__Activity__.
Each line of the material below that holds the word "Option" needs to be copied.

__Stored data__.
#![allow(non_upper_case_globals)]

#[cfg(feature = "qualcomm_dsi_14nm")]
pub mod dsi;

pub const MHz: u64 = 1_000_000;
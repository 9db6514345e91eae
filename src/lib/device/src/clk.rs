use crate::ErrorType;

/// Operations a clock provider exposes to clock consumers.
///
/// Rates are in Hz. Providers whose rate is fixed by an out-of-band
/// configuration step keep the default no-op `set_rate`, `prepare` and
/// `unprepare`.
pub trait ClkOps: ErrorType {
    /// Name the clock is registered under.
    fn name(&self) -> &'static str;

    /// Closest rate the clock can produce for a `rate` request.
    fn round_rate(&self, rate: u64, parent_rate: u64) -> u64;

    /// Current output rate.
    fn recalc_rate(&self, parent_rate: u64) -> u64;

    fn set_rate(&self, _rate: u64, _parent_rate: u64) -> Result<(), Self::Error> {
        Ok(())
    }

    fn prepare(&self) -> Result<(), Self::Error> {
        Ok(())
    }

    fn unprepare(&self) {}
}
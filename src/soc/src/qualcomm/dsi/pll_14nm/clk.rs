//! Byte and pixel clocks exported to the display controller.
//!
//! Both rates are fixed by `configure`; the clock operations only report
//! them back.

use super::{DsiPll14nm, Error};
use crate::qualcomm::dsi::PllId;
use device::{ClkOps, ErrorType, RegisterBank};
use spin::RwLock;

pub(crate) type PllSlot<B> = RwLock<Option<DsiPll14nm<B>>>;

const BYTECLK_NAMES: [&str; 2] = ["dsi0_phy_pll_out_byteclk", "dsi1_phy_pll_out_byteclk"];
const DSICLK_NAMES: [&str; 2] = ["dsi0_phy_pll_out_dsiclk", "dsi1_phy_pll_out_dsiclk"];

fn slot_rate<B: RegisterBank>(slot: &PllSlot<B>, f: impl Fn(&DsiPll14nm<B>) -> u64) -> u64 {
    slot.read().as_ref().map(f).unwrap_or(0)
}

/// Byte clock of one PLL, the bit clock divided by 8.
pub struct ByteClk<'a, B> {
    id: PllId,
    slot: &'a PllSlot<B>,
}

impl<'a, B: RegisterBank> ByteClk<'a, B> {
    pub(crate) fn new(id: PllId, slot: &'a PllSlot<B>) -> Self {
        Self { id, slot }
    }

    pub fn id(&self) -> PllId {
        self.id
    }
}

impl<B: RegisterBank> ErrorType for ByteClk<'_, B> {
    type Error = Error;
}

impl<B: RegisterBank> ClkOps for ByteClk<'_, B> {
    fn name(&self) -> &'static str {
        BYTECLK_NAMES[self.id.index()]
    }

    fn round_rate(&self, _rate: u64, _parent_rate: u64) -> u64 {
        slot_rate(self.slot, |pll| pll.rsc.byteclk_rate)
    }

    fn recalc_rate(&self, _parent_rate: u64) -> u64 {
        slot_rate(self.slot, |pll| pll.rsc.byteclk_rate)
    }
}

/// Pixel clock of one PLL, after the N2 divider.
pub struct PixelClk<'a, B> {
    id: PllId,
    slot: &'a PllSlot<B>,
}

impl<'a, B: RegisterBank> PixelClk<'a, B> {
    pub(crate) fn new(id: PllId, slot: &'a PllSlot<B>) -> Self {
        Self { id, slot }
    }

    pub fn id(&self) -> PllId {
        self.id
    }
}

impl<B: RegisterBank> ErrorType for PixelClk<'_, B> {
    type Error = Error;
}

impl<B: RegisterBank> ClkOps for PixelClk<'_, B> {
    fn name(&self) -> &'static str {
        DSICLK_NAMES[self.id.index()]
    }

    fn round_rate(&self, _rate: u64, _parent_rate: u64) -> u64 {
        slot_rate(self.slot, |pll| pll.rsc.pclk_rate)
    }

    fn recalc_rate(&self, _parent_rate: u64) -> u64 {
        slot_rate(self.slot, |pll| pll.rsc.pclk_rate)
    }
}

/// One of the four provider clocks, as handed out by onecell index.
pub enum DsiClk<'a, B> {
    Byte(ByteClk<'a, B>),
    Pixel(PixelClk<'a, B>),
}

impl<B: RegisterBank> ErrorType for DsiClk<'_, B> {
    type Error = Error;
}

impl<B: RegisterBank> ClkOps for DsiClk<'_, B> {
    fn name(&self) -> &'static str {
        match self {
            Self::Byte(c) => c.name(),
            Self::Pixel(c) => c.name(),
        }
    }

    fn round_rate(&self, rate: u64, parent_rate: u64) -> u64 {
        match self {
            Self::Byte(c) => c.round_rate(rate, parent_rate),
            Self::Pixel(c) => c.round_rate(rate, parent_rate),
        }
    }

    fn recalc_rate(&self, parent_rate: u64) -> u64 {
        match self {
            Self::Byte(c) => c.recalc_rate(parent_rate),
            Self::Pixel(c) => c.recalc_rate(parent_rate),
        }
    }
}
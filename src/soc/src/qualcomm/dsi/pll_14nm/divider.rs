//! Byte clock and pixel clock divider resolution.
//!
//! ```text
//!                      +-> N1 (pll_post_div) --> bit clock --> /8 --> byte clock
//!   VCO --> tx band ---+
//!                      +-> N1 --> /2 (DSICLK_SEL) --> N2 (pclk_div) --> pixel clock
//! ```

use super::regs::{
    field_mask, fields, CLK_CFG0, CLK_CFG1, DSIPHY_CMN_CLK_CFG0, DSIPHY_CMN_CLK_CFG1,
};
use super::{DsiPll14nm, Error};
use device::RegisterBank;
use tock_registers::LocalRegisterCopy;

/// One bit clock range and the dividers that keep the VCO in band for it.
#[derive(Clone, Copy, Debug, Eq, PartialEq)]
pub struct DividerTableEntry {
    pub min_hz: u64,
    pub max_hz: u64,
    pub pll_div: u32,
    /// Unused by the 14nm PHY, always zero
    pub phy_div: u32,
}

impl DividerTableEntry {
    const fn new(min_hz: u64, max_hz: u64, pll_div: u32) -> Self {
        Self {
            min_hz,
            max_hz,
            pll_div,
            phy_div: 0,
        }
    }

    pub const fn contains(&self, bitclk_rate: u64) -> bool {
        self.min_hz <= bitclk_rate && bitclk_rate <= self.max_hz
    }
}

/// Bit clock ranges for the D-PHY, keeping the VCO within 1.3 - 2.6 GHz.
pub const PLL_14NM_DPHY: [DividerTableEntry; 15] = [
    DividerTableEntry::new(86_666_667, 92_857_142, 15),
    DividerTableEntry::new(92_857_143, 99_999_999, 14),
    DividerTableEntry::new(100_000_000, 108_333_333, 13),
    DividerTableEntry::new(108_333_334, 118_181_818, 12),
    DividerTableEntry::new(118_181_819, 129_999_999, 11),
    DividerTableEntry::new(130_000_000, 144_444_444, 10),
    DividerTableEntry::new(144_444_445, 162_499_999, 9),
    DividerTableEntry::new(162_500_000, 185_714_285, 8),
    DividerTableEntry::new(185_714_286, 216_666_666, 7),
    DividerTableEntry::new(216_666_667, 259_999_999, 6),
    DividerTableEntry::new(260_000_000, 324_999_999, 5),
    DividerTableEntry::new(325_000_000, 433_333_333, 4),
    DividerTableEntry::new(433_333_334, 649_999_999, 3),
    DividerTableEntry::new(650_000_000, 1_299_999_999, 2),
    DividerTableEntry::new(1_300_000_000, 2_500_000_000, 1),
];

/// First table row whose range holds `bitclk_rate`.
pub fn lookup_post_div(bitclk_rate: u64) -> Option<&'static DividerTableEntry> {
    PLL_14NM_DPHY.iter().find(|e| e.contains(bitclk_rate))
}

/// M and N of the MND trio for a pixel format and lane count.
pub const fn mnd_trio(bpp: u32, lanes: u32) -> (u32, u32) {
    match (bpp, lanes) {
        // RGB666 packed
        (18, 1) | (18, 2) => (2, 9),
        (18, 4) => (4, 9),
        // RGB565
        (16, 3) => (3, 8),
        _ => (1, 1),
    }
}

/// Pixel clock divider, assuming DSICLK_SEL doubles N2.
///
/// Zero when no divider exists for the format.
pub const fn calc_dphy_pclk_div(bpp: u32, lanes: u32) -> u32 {
    if lanes == 0 {
        return 0;
    }
    let (m, n) = mnd_trio(bpp, lanes);
    bpp * m / n / 2 / lanes
}

type ClkCfg0 = LocalRegisterCopy<u32, CLK_CFG0::Register>;
type ClkCfg1 = LocalRegisterCopy<u32, CLK_CFG1::Register>;

pub fn set_pll_post_div<B: RegisterBank>(phy: &B, pll_post_div: u32) {
    phy.update_bits(
        DSIPHY_CMN_CLK_CFG0,
        field_mask(CLK_CFG0::N1_DIV),
        fields(CLK_CFG0::N1_DIV.val(pll_post_div)),
    );
    phy.barrier();
}

pub fn get_pll_post_div<B: RegisterBank>(phy: &B) -> u32 {
    ClkCfg0::new(phy.read(DSIPHY_CMN_CLK_CFG0)).read(CLK_CFG0::N1_DIV)
}

pub fn set_pclk_div<B: RegisterBank>(phy: &B, pclk_div: u32) {
    phy.update_bits(
        DSIPHY_CMN_CLK_CFG0,
        field_mask(CLK_CFG0::N2_DIV),
        fields(CLK_CFG0::N2_DIV.val(pclk_div)),
    );
    phy.barrier();
}

pub fn get_pclk_div<B: RegisterBank>(phy: &B) -> u32 {
    ClkCfg0::new(phy.read(DSIPHY_CMN_CLK_CFG0)).read(CLK_CFG0::N2_DIV)
}

/// Set DSICLK_SEL. The bit is only ever set here; a PHY reset clears it.
pub fn set_dsi_clk<B: RegisterBank>(phy: &B, dsiclk_sel: u32) {
    let mask = if dsiclk_sel & 1 != 0 {
        field_mask(CLK_CFG1::DSICLK_SEL)
    } else {
        0
    };
    phy.update_bits(DSIPHY_CMN_CLK_CFG1, mask, fields(CLK_CFG1::DSICLK_SEL::SET));
    phy.barrier();
}

pub fn get_dsi_clk<B: RegisterBank>(phy: &B) -> u32 {
    ClkCfg1::new(phy.read(DSIPHY_CMN_CLK_CFG1)).read(CLK_CFG1::DSICLK_SEL)
}

impl<B: RegisterBank> DsiPll14nm<B> {
    /// Pick the PLL post divider for the byte clock and derive the VCO rate.
    ///
    /// On a lookup miss the post divider is left at zero and the VCO rate
    /// is not touched.
    pub(crate) fn set_byteclk_div(&mut self, commit: bool) -> Result<(), Error> {
        let bitclk_rate = self.rsc.byteclk_rate * 8;

        let entry = match lookup_post_div(bitclk_rate) {
            Some(entry) => entry,
            None => {
                self.dividers.n1div = 0;
                pll_err!(self.rsc, "no post divider for bitclk {}", bitclk_rate);
                return Err(Error::UnsupportedBitClk(bitclk_rate));
            }
        };

        pll_dbg!(
            self.rsc,
            "pll_post_div:{} phy_post_div:{}",
            entry.pll_div,
            entry.phy_div
        );

        if commit {
            set_pll_post_div(&self.rsc.phy_base, entry.pll_div);
        }

        self.dividers.n1div = entry.pll_div;
        self.rsc.vco_rate = bitclk_rate * entry.pll_div as u64;
        pll_dbg!(
            self.rsc,
            "vco_rate:{} n1div:{:#x}",
            self.rsc.vco_rate,
            self.dividers.n1div
        );

        Ok(())
    }

    /// Derive the pixel clock divider from the programmed post divider.
    pub(crate) fn set_pclk_div(&mut self, commit: bool) -> Result<(), Error> {
        let pll_post_div = get_pll_post_div(&self.rsc.phy_base);
        if pll_post_div == 0 {
            pll_err!(self.rsc, "PLL post divider not programmed");
            return Err(Error::UnsupportedBitClk(self.rsc.byteclk_rate * 8));
        }

        // DSICLK_SEL=1 doubles N2
        let dsiclk_sel = 1;
        let pclk_src_rate = self.rsc.vco_rate / pll_post_div as u64 / 2;

        // N2 is a 4-bit field
        let pclk_div = calc_dphy_pclk_div(self.rsc.bpp, self.rsc.lanes);
        if pclk_div == 0 || pclk_div > CLK_CFG0::N2_DIV.mask {
            pll_err!(
                self.rsc,
                "no pixel divider for bpp:{} lanes:{}",
                self.rsc.bpp,
                self.rsc.lanes
            );
            return Err(Error::InvalidPclkDiv {
                bpp: self.rsc.bpp,
                lanes: self.rsc.lanes,
            });
        }

        self.dividers.n2div = pclk_div;
        self.rsc.pclk_rate = pclk_src_rate / pclk_div as u64;

        pll_dbg!(
            self.rsc,
            "pclk rate:{} dsi_clk:{} pclk_div:{}",
            self.rsc.pclk_rate,
            dsiclk_sel,
            pclk_div
        );

        if commit {
            set_dsi_clk(&self.rsc.phy_base, dsiclk_sel);
            set_pclk_div(&self.rsc.phy_base, pclk_div);
        }

        Ok(())
    }
}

__Written reply__.
pub(crate) type PllSlot<B> = RwLock<Option<DsiPll14nm<B>>>;
pub fn lookup_post_div(bitclk_rate: u64) -> Option<&'static DividerTableEntry> {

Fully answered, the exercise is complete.